Nike Basketball's Beautiful Facebook Timeline In Time for NBA Playoffs

Just a terrific, creative and well-timed use of the Facebook Timeline by Nike Basketball. Coinciding with the NBA Playoffs - and a handful of new sneakers for top stars like Lebron James, Kobe Bryant and Kevin Durant - Nike Basketball is releasing a series of basketball rules: "Every EPIC moment has a story. And every story has a lesson. Lesson No. 1: The deeper the bench. The stronger the squad." Each rule is placed atop a basketball poster that ties into the playoffs and relevant players. Two or three rules are posted a day (so far, 38 rules and posters have been loaded). Nike also mixes in other timely promos like a congratulations to Lebron James for his MVP award and this graphic for the evening's Lakers / Thunder game:

It's clever, fun, on brand and highly visual - which means it is highly engaging on Facebook. It is also something that only Nike can do (the talent, the imagery and the production) and something that really can only be done on Facebook and with Facebook Timeline (no offense to Twitter, but this would be neither as effective nor engaging).

Dunkin Donuts Promotional Facebook Timeline Page

I've written a few times about Dunkin Donut's clever use of their Facebook fan page to spotlight fans and drive on-Facebook promotion. Dunkin Donuts would reward fans each week with a spotlight in their Facebook Profile Picture - to win, users would upload photos of themselves drinking coffee and tagging @Dunkin in the photo. Want proof that it works? Check out how many fans post to their Facebook wall.

With the introduction of Facebook's Timeline, the profile picture is less prominent and Dunkin had to rethink the Fan of the Week promotion. The result: Dunkin now includes those fans directly in the cover photo... which is a ton of visible real estate and a fun way to highlight fans, drive social activity, and keep the Timeline fresh.

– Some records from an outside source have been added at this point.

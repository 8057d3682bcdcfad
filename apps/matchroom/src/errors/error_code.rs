//! Error codes for the matchroom API.
//!
//! This module defines all error codes used throughout the application.
//! Add new codes here; never pass ad-hoc strings as error codes.
//!
//! All error codes are SCREAMING_SNAKE_CASE and map 1:1 to the strings
//! that appear in HTTP responses.

use core::fmt;

/// Centralized error codes for the matchroom API.
#[derive(Debug, Clone, Copy, PartialEq, Eq, Hash)]
pub enum ErrorCode {
    // Authentication & Authorization
    /// Acting user could not be determined
    Unauthorized,
    /// Operation reserved for the session organizer
    NotOrganizer,
    /// Organizer attempted to leave their own session
    IsOrganizer,
    /// Reporter is not on the roster
    NotParticipant,

    // Request Validation
    /// Outcome is neither a win nor a loss
    InvalidOutcome,
    /// Score outside the accepted range
    InvalidScore,
    /// Rank does not fit the reported outcome
    InvalidRankForOutcome,
    /// Comment too long
    InvalidComment,
    /// Empty game identifier
    InvalidGameId,
    /// Channel key could not be parsed
    InvalidChannel,
    /// Recruitment is not enabled in this channel
    ChannelNotAllowed,
    /// General bad request error
    BadRequest,

    // Resource Not Found
    /// No live session in the channel
    SessionNotFound,
    /// No game identifier registered for the user
    GameIdNotFound,

    // Session State Conflicts
    /// Channel already has a live session
    AlreadyActive,
    /// Operation not allowed in the current session state
    WrongState,
    /// Session reached a terminal state
    SessionClosed,
    /// User is already on the roster
    AlreadyJoined,
    /// Roster is at capacity
    RosterFull,
    /// User is not on the roster
    NotJoined,
    /// Roster is not yet full
    RosterNotFull,
    /// Reporter already has an accepted report
    AlreadyReported,
    /// Not every participant has reported
    IncompleteReports,
    /// Another operation on this session has not finished yet
    OperationInFlight,

    // System Errors
    /// Participant store call failed
    CollaboratorFailure,
    /// Internal invariant violated
    Internal,
    /// Configuration error
    ConfigError,
}

impl ErrorCode {
    /// Returns the canonical SCREAMING_SNAKE_CASE string for this error code.
    ///
    /// This is the exact string that appears in HTTP responses.
    pub const fn as_str(&self) -> &'static str {
        match self {
            Self::Unauthorized => "UNAUTHORIZED",
            Self::NotOrganizer => "NOT_ORGANIZER",
            Self::IsOrganizer => "IS_ORGANIZER",
            Self::NotParticipant => "NOT_PARTICIPANT",

            Self::InvalidOutcome => "INVALID_OUTCOME",
            Self::InvalidScore => "INVALID_SCORE",
            Self::InvalidRankForOutcome => "INVALID_RANK_FOR_OUTCOME",
            Self::InvalidComment => "INVALID_COMMENT",
            Self::InvalidGameId => "INVALID_GAME_ID",
            Self::InvalidChannel => "INVALID_CHANNEL",
            Self::ChannelNotAllowed => "CHANNEL_NOT_ALLOWED",
            Self::BadRequest => "BAD_REQUEST",

            Self::SessionNotFound => "SESSION_NOT_FOUND",
            Self::GameIdNotFound => "GAME_ID_NOT_FOUND",

            Self::AlreadyActive => "ALREADY_ACTIVE",
            Self::WrongState => "WRONG_STATE",
            Self::SessionClosed => "SESSION_CLOSED",
            Self::AlreadyJoined => "ALREADY_JOINED",
            Self::RosterFull => "ROSTER_FULL",
            Self::NotJoined => "NOT_JOINED",
            Self::RosterNotFull => "ROSTER_NOT_FULL",
            Self::AlreadyReported => "ALREADY_REPORTED",
            Self::IncompleteReports => "INCOMPLETE_REPORTS",
            Self::OperationInFlight => "OPERATION_IN_FLIGHT",

            Self::CollaboratorFailure => "COLLABORATOR_FAILURE",
            Self::Internal => "INTERNAL",
            Self::ConfigError => "CONFIG_ERROR",
        }
    }
}

impl fmt::Display for ErrorCode {
    fn fmt(&self, f: &mut fmt::Formatter<'_>) -> fmt::Result {
        write!(f, "{}", self.as_str())
    }
}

Harrods Takes to Facebook to Promote their Pinterest Contest

This is relevant to two posts: - Yesterday's on the value of being a first mover, specifically on Pinterest; and - Porsche moving users between their Facebook and Pinterest pages

Well here's another good examples: Harrods is allowing fans to help design their retail windows using Pinterest mood boards.

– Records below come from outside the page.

use std::future::{ready, Ready};

use actix_web::dev::Payload;
use actix_web::{FromRequest, HttpRequest};

use crate::domain::UserId;
use crate::error::AppError;

/// Header carrying the chat platform's id for the user performing the action.
pub const ACTING_USER_HEADER: &str = "x-user-id";

/// The user on whose behalf the request acts.
///
/// The chat gateway in front of this service authenticates users and forwards
/// their platform id; a missing or malformed header is rejected with 401.
#[derive(Debug, Clone, Copy, PartialEq, Eq)]
pub struct ActingUser(pub UserId);

impl FromRequest for ActingUser {
    type Error = AppError;
    type Future = Ready<Result<Self, Self::Error>>;

    fn from_request(req: &HttpRequest, _: &mut Payload) -> Self::Future {
        ready(parse(req))
    }
}

fn parse(req: &HttpRequest) -> Result<ActingUser, AppError> {
    let raw = req
        .headers()
        .get(ACTING_USER_HEADER)
        .ok_or_else(|| AppError::unauthorized(format!("Missing {ACTING_USER_HEADER} header")))?;
    let user = raw
        .to_str()
        .ok()
        .and_then(|s| s.trim().parse::<UserId>().ok())
        .ok_or_else(|| {
            AppError::unauthorized(format!("{ACTING_USER_HEADER} must be a numeric user id"))
        })?;
    Ok(ActingUser(user))
}
#![allow(dead_code)]

pub mod app_builder;
pub mod scripted_store;

pub use app_builder::create_test_app;
pub use scripted_store::{Gate, ScriptedStore, StoreOp};
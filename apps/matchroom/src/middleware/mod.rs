pub mod request_trace;
pub mod structured_logger;
pub mod trace_span;

pub use request_trace::{RequestTrace, TraceId, TRACE_HEADER};
pub use structured_logger::StructuredLogger;
pub use trace_span::TraceSpan;
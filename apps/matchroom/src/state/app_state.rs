use std::sync::Arc;

use crate::adapters::InMemoryParticipantStore;
use crate::config::ServerConfig;
use crate::repos::participants::ParticipantStore;
use crate::services::{PlayerService, SessionFlowService};

/// Shared handles for request handlers.
#[derive(Clone)]
pub struct AppState {
    pub sessions: Arc<SessionFlowService>,
    pub players: PlayerService,
}

impl AppState {
    pub fn new(sessions: SessionFlowService, players: PlayerService) -> Self {
        Self {
            sessions: Arc::new(sessions),
            players,
        }
    }

    /// Wire services around `store` according to `config`.
    pub fn from_config(config: &ServerConfig, store: Arc<dyn ParticipantStore>) -> Self {
        let mut sessions = SessionFlowService::new(store.clone())
            .with_allowed_channels(config.allowed_channels.iter().copied());
        if let Some(seed) = config.rng_seed {
            sessions = sessions.with_seed(seed);
        }
        Self::new(sessions, PlayerService::new(store))
    }

    /// In-memory store, default rules, every channel allowed.
    pub fn in_memory() -> Self {
        let store: Arc<dyn ParticipantStore> = Arc::new(InMemoryParticipantStore::new());
        Self::new(
            SessionFlowService::new(store.clone()),
            PlayerService::new(store),
        )
    }
}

Clever: It's on brand. It's effectively free marketing. It drives Pinterest activity far beyond the winner. And it blends users across Pinterest and Facebook - both from the cross-promotion and Pinterest's opengraph integration.

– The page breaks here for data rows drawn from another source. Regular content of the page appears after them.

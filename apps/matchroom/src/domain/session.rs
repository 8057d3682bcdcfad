//! Session lifecycle state machine.
//!
//! `Recruiting -> Reporting -> Completed`, with `Deleted` reachable only from
//! `Recruiting`. Transitions that need the participant store are split in two:
//! `begin_*` validates and marks the operation pending, `commit_*` applies the
//! result, and [`Session::abandon`] clears the mark when the store call fails.
//! Every `begin_*` and plain mutation validates fully before changing state.

use std::fmt;

use serde::Serialize;

use crate::config::MatchRules;
use crate::domain::reports::{validate_report, Report, ReportBook, ReportForm};
use crate::domain::roster::Roster;
use crate::domain::snapshot::{RosterEntry, SessionSnapshot};
use crate::domain::teams::TeamAllocation;
use crate::domain::{ChannelKey, SessionId, UserId};
use crate::errors::domain::DomainError;

#[derive(Debug, Clone, Copy, PartialEq, Eq, Hash, Serialize)]
#[serde(rename_all = "lowercase")]
pub enum SessionPhase {
    /// Open for join/leave until the roster fills.
    Recruiting,
    /// Teams drawn; participants submit outcome reports.
    Reporting,
    /// Summary published.
    Completed,
    /// Removed by the organizer before finalize.
    Deleted,
}

impl SessionPhase {
    pub const fn as_str(&self) -> &'static str {
        match self {
            SessionPhase::Recruiting => "recruiting",
            SessionPhase::Reporting => "reporting",
            SessionPhase::Completed => "completed",
            SessionPhase::Deleted => "deleted",
        }
    }

    pub const fn is_terminal(&self) -> bool {
        matches!(self, SessionPhase::Completed | SessionPhase::Deleted)
    }
}

impl fmt::Display for SessionPhase {
    fn fmt(&self, f: &mut fmt::Formatter<'_>) -> fmt::Result {
        f.write_str(self.as_str())
    }
}

/// A store-backed operation that has been validated but not yet committed.
#[derive(Debug, Clone, Copy, PartialEq, Eq)]
pub enum PendingOp {
    Finalize,
    Report(UserId),
    Complete,
}

#[derive(Debug, Clone)]
pub struct Session {
    id: SessionId,
    channel: ChannelKey,
    phase: SessionPhase,
    roster: Roster,
    teams: Option<TeamAllocation>,
    host_game_id: Option<String>,
    reports: ReportBook,
    /// Session-wide pending transition (finalize or complete).
    busy: Option<PendingOp>,
    rules: MatchRules,
}

impl Session {
    pub fn new(id: SessionId, channel: ChannelKey, organizer: UserId, rules: MatchRules) -> Self {
        Self {
            id,
            channel,
            phase: SessionPhase::Recruiting,
            roster: Roster::new(organizer, rules.capacity),
            teams: None,
            host_game_id: None,
            reports: ReportBook::default(),
            busy: None,
            rules,
        }
    }

    pub fn id(&self) -> &SessionId {
        &self.id
    }

    pub fn channel(&self) -> ChannelKey {
        self.channel
    }

    pub fn phase(&self) -> SessionPhase {
        self.phase
    }

    pub fn organizer(&self) -> UserId {
        self.roster.organizer()
    }

    pub fn roster(&self) -> &Roster {
        &self.roster
    }

    pub fn teams(&self) -> Option<&TeamAllocation> {
        self.teams.as_ref()
    }

    pub fn host_game_id(&self) -> Option<&str> {
        self.host_game_id.as_deref()
    }

    pub fn reports(&self) -> &ReportBook {
        &self.reports
    }

    pub fn rules(&self) -> &MatchRules {
        &self.rules
    }

    pub fn is_busy(&self) -> bool {
        self.busy.is_some()
    }

    // ---- Guards

    fn require_phase(&self, expected: SessionPhase) -> Result<(), DomainError> {
        if self.phase.is_terminal() {
            return Err(DomainError::SessionClosed(self.phase));
        }
        if self.phase != expected {
            return Err(DomainError::WrongState {
                expected,
                actual: self.phase,
            });
        }
        Ok(())
    }

    fn require_idle(&self) -> Result<(), DomainError> {
        match self.busy {
            Some(_) => Err(DomainError::OperationInFlight),
            None => Ok(()),
        }
    }

    fn require_organizer(&self, requester: UserId) -> Result<(), DomainError> {
        if requester != self.organizer() {
            return Err(DomainError::NotOrganizer(requester));
        }
        Ok(())
    }

    // ---- Recruiting

    pub fn join(&mut self, user: UserId) -> Result<(), DomainError> {
        self.require_phase(SessionPhase::Recruiting)?;
        self.require_idle()?;
        self.roster.join(user)
    }

    pub fn leave(&mut self, user: UserId) -> Result<(), DomainError> {
        self.require_phase(SessionPhase::Recruiting)?;
        self.require_idle()?;
        self.roster.leave(user)
    }

    pub fn delete(&mut self, requester: UserId) -> Result<(), DomainError> {
        self.require_phase(SessionPhase::Recruiting)?;
        self.require_idle()?;
        self.require_organizer(requester)?;
        self.phase = SessionPhase::Deleted;
        Ok(())
    }

    /// Validate finalize and freeze the roster. Returns the roster to allocate.
    pub fn begin_finalize(&mut self, requester: UserId) -> Result<Vec<UserId>, DomainError> {
        self.require_phase(SessionPhase::Recruiting)?;
        self.require_idle()?;
        self.require_organizer(requester)?;
        if self.roster.len() != self.rules.capacity {
            return Err(DomainError::NotFull {
                have: self.roster.len(),
                need: self.rules.capacity,
            });
        }
        self.busy = Some(PendingOp::Finalize);
        Ok(self.roster.members().to_vec())
    }

    pub fn commit_finalize(
        &mut self,
        allocation: TeamAllocation,
        host_game_id: String,
    ) -> Result<(), DomainError> {
        if self.busy != Some(PendingOp::Finalize) {
            return Err(DomainError::invariant("finalize committed without begin"));
        }
        self.busy = None;
        self.teams = Some(allocation);
        self.host_game_id = Some(host_game_id);
        self.phase = SessionPhase::Reporting;
        Ok(())
    }

    // ---- Reporting

    /// Validate a report and reserve the reporter's slot.
    pub fn begin_report(
        &mut self,
        reporter: UserId,
        form: &ReportForm,
    ) -> Result<Report, DomainError> {
        self.require_phase(SessionPhase::Reporting)?;
        if !self.roster.contains(reporter) {
            return Err(DomainError::NotParticipant(reporter));
        }
        if self.reports.has_reported(reporter) {
            return Err(DomainError::AlreadyReported(reporter));
        }
        if self.reports.is_pending(reporter) {
            return Err(DomainError::OperationInFlight);
        }
        self.require_idle()?;
        let report = validate_report(&self.rules, reporter, form)?;
        self.reports.begin(reporter);
        Ok(report)
    }

    pub fn commit_report(&mut self, reporter: UserId) -> Result<(), DomainError> {
        if !self.reports.accept(reporter) {
            return Err(DomainError::invariant(format!(
                "report by {reporter} committed without begin"
            )));
        }
        Ok(())
    }

    /// Validate completion and lock the session. Returns reporters in
    /// acceptance order.
    pub fn begin_complete(&mut self, requester: UserId) -> Result<Vec<UserId>, DomainError> {
        self.require_phase(SessionPhase::Reporting)?;
        self.require_idle()?;
        self.require_organizer(requester)?;
        if !self.reports.covers(self.roster.members()) {
            return Err(DomainError::IncompleteReports {
                reported: self.reports.len(),
                roster: self.roster.len(),
            });
        }
        self.busy = Some(PendingOp::Complete);
        Ok(self.reports.accepted().to_vec())
    }

    pub fn commit_complete(&mut self) -> Result<(), DomainError> {
        if self.busy != Some(PendingOp::Complete) {
            return Err(DomainError::invariant("complete committed without begin"));
        }
        self.busy = None;
        self.phase = SessionPhase::Completed;
        Ok(())
    }

    /// Drop a pending operation after its store call failed. The session is
    /// left exactly as it was before the matching `begin_*`.
    pub fn abandon(&mut self, op: PendingOp) {
        match op {
            PendingOp::Report(user) => self.reports.abandon(user),
            PendingOp::Finalize | PendingOp::Complete => {
                if self.busy == Some(op) {
                    self.busy = None;
                }
            }
        }
    }

    pub fn snapshot(&self) -> SessionSnapshot {
        let reported = |user: UserId| self.reports.has_reported(user);
        let entries = |users: &[UserId]| -> Vec<RosterEntry> {
            users
                .iter()
                .map(|&user_id| RosterEntry {
                    user_id,
                    reported: reported(user_id),
                })
                .collect()
        };

        SessionSnapshot {
            session_id: self.id.clone(),
            channel: self.channel,
            status: self.phase,
            organizer: self.organizer(),
            host: self.teams.as_ref().map(|t| t.host),
            host_game_id: self.host_game_id.clone(),
            capacity: self.rules.capacity,
            roster: entries(self.roster.members()),
            team_a: self
                .teams
                .as_ref()
                .map(|t| entries(&t.team_a))
                .unwrap_or_default(),
            team_b: self
                .teams
                .as_ref()
                .map(|t| entries(&t.team_b))
                .unwrap_or_default(),
            reports_received: self.reports.len(),
        }
    }
}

Titleist, Nike Golf Compete for Facebook Relevance with the Masters

Fun and interesting screenshot below from my Facebook newsfeed just a few minutes ago. These two posts appeared beside one another and were not clustered under a topic (ie 'Masters' or 'Golf') by Facebook. Titleist posted 19 minutes ago that champion Bubba Watson used their ProvV1x ball. That came 10 minutes ahead of Nike Golf, whose icon is Tiger Woods (had a very poor outing). They posted a generic comment about the tournament.

Also worth noting - Titelist's Facebook Timeline is great!

Both brands are posting about the same topic - trying to take advantage of the current interest - and both brands are doing so at the exact same time. Titelist is doing it far more effectively from an engagement number (250k fans vs. 1.1m) and are leveraging the person (Bubba) to do so.